Smyth County News: Living > Washington County News: Living >
Tue Sep 02, 2008 - 03:59 PM

By Felicia Mitchell

In 1989, a troubled man who hated women opened fire at the University of Montreal and shot 14 women dead before wounding 13 other men and women and then taking his own life.  He’s still famous for yelling, as he opened fire, “You’re all a bunch of feminists.”

Since then, I have wanted a t-shirt with a bright red target embroidered with these words:  JUST A BUNCH OF FEMINISTS.  What can I say?  Sometimes a twisted sense of humor helps you to deal with the dark stuff, although I certainly wouldn’t want anybody to take aim. 

Sticks and stones may break my bones, but words will never hurt me, we’ve all learned to chant.  I’ve had my head beat in, and I’ve stood there and felt what broken glass feels like when it’s thrown at you with malice.  Worse has been spoken.

The worst thing anybody ever said to me, I think, was when I was eight months pregnant and told a young woman I’d be returning to work after my son was born.  “Poor baby,” she said, meaning it.  I think about what she said every time I doubt my parenting skills or fret about the fruit of my labor.

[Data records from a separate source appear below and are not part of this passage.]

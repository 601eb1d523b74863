//! Control connection lifecycle state

use std::fmt;

/// Lifecycle of a control connection.
///
/// Moves forward only: `Disconnected -> Connected -> Authenticated -> Closed`
/// (`Closed` is reachable from any state).
#[derive(Debug, Clone, Copy, PartialEq, Eq, PartialOrd, Ord)]
pub enum ConnectionState {
    Disconnected,
    Connected,
    Authenticated,
    Closed,
}

impl ConnectionState {
    /// Whether moving to `next` keeps the lifecycle monotonic
    pub fn can_advance_to(self, next: ConnectionState) -> bool {
        next == ConnectionState::Closed || next > self
    }
}

impl fmt::Display for ConnectionState {
    fn fmt(&self, f: &mut fmt::Formatter<'_>) -> fmt::Result {
        let name = match self {
            ConnectionState::Disconnected => "disconnected",
            ConnectionState::Connected => "connected",
            ConnectionState::Authenticated => "authenticated",
            ConnectionState::Closed => "closed",
        };
        f.write_str(name)
    }
}

#[cfg(test)]
mod tests {
    use super::*;

    #[test]
    fn test_monotonic_transitions() {
        use ConnectionState::*;
        assert!(Disconnected.can_advance_to(Connected));
        assert!(Connected.can_advance_to(Authenticated));
        assert!(Authenticated.can_advance_to(Closed));
        assert!(Connected.can_advance_to(Closed));
        assert!(!Authenticated.can_advance_to(Connected));
        assert!(!Closed.can_advance_to(Connected));
        assert!(!Connected.can_advance_to(Connected));
    }
}
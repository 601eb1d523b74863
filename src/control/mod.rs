//! Control channel
//!
//! Owns the control socket, pairs every command with its reply and tracks the
//! connection lifecycle.

pub mod channel;
pub mod options;
pub mod state;

pub use channel::ControlChannel;
pub use options::ConnectionOptions;
pub use state::ConnectionState;
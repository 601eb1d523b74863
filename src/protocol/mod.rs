//! FTP protocol wire codec
//!
//! Command encoding, reply parsing and reply payload parsers. No socket I/O.

pub mod commands;
pub mod parser;
pub mod responses;

pub use commands::{Command, format_port_argument};
pub use parser::{parse_epsv, parse_mdtm, parse_pasv, parse_quoted_path, parse_size};
pub use responses::{
    Response, ResponseAssembler, ResponseClass, ResponseLine, parse_response_line,
};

I also think about my mother, who never left me once, or any of her four children, except to go to the hospital and have another baby.  Sure, she baked plenty of cupcakes and volunteered in our schools.  She also told lots of interesting tales, and I learned everything about every disappointment that haunted her in a life in which she, she assured me, had to give up more than she wanted to.

Women like my mother raise feminists.  They don’t send us to a special school that meets every Tuesday night and teaches us what to think or do.  They just pass on their stories and hope we will have more choices, whether a choice is to stay home and raise six children while home-schooling each one or trying to work four jobs so you can put food on the table for two.  Or just doing what I do.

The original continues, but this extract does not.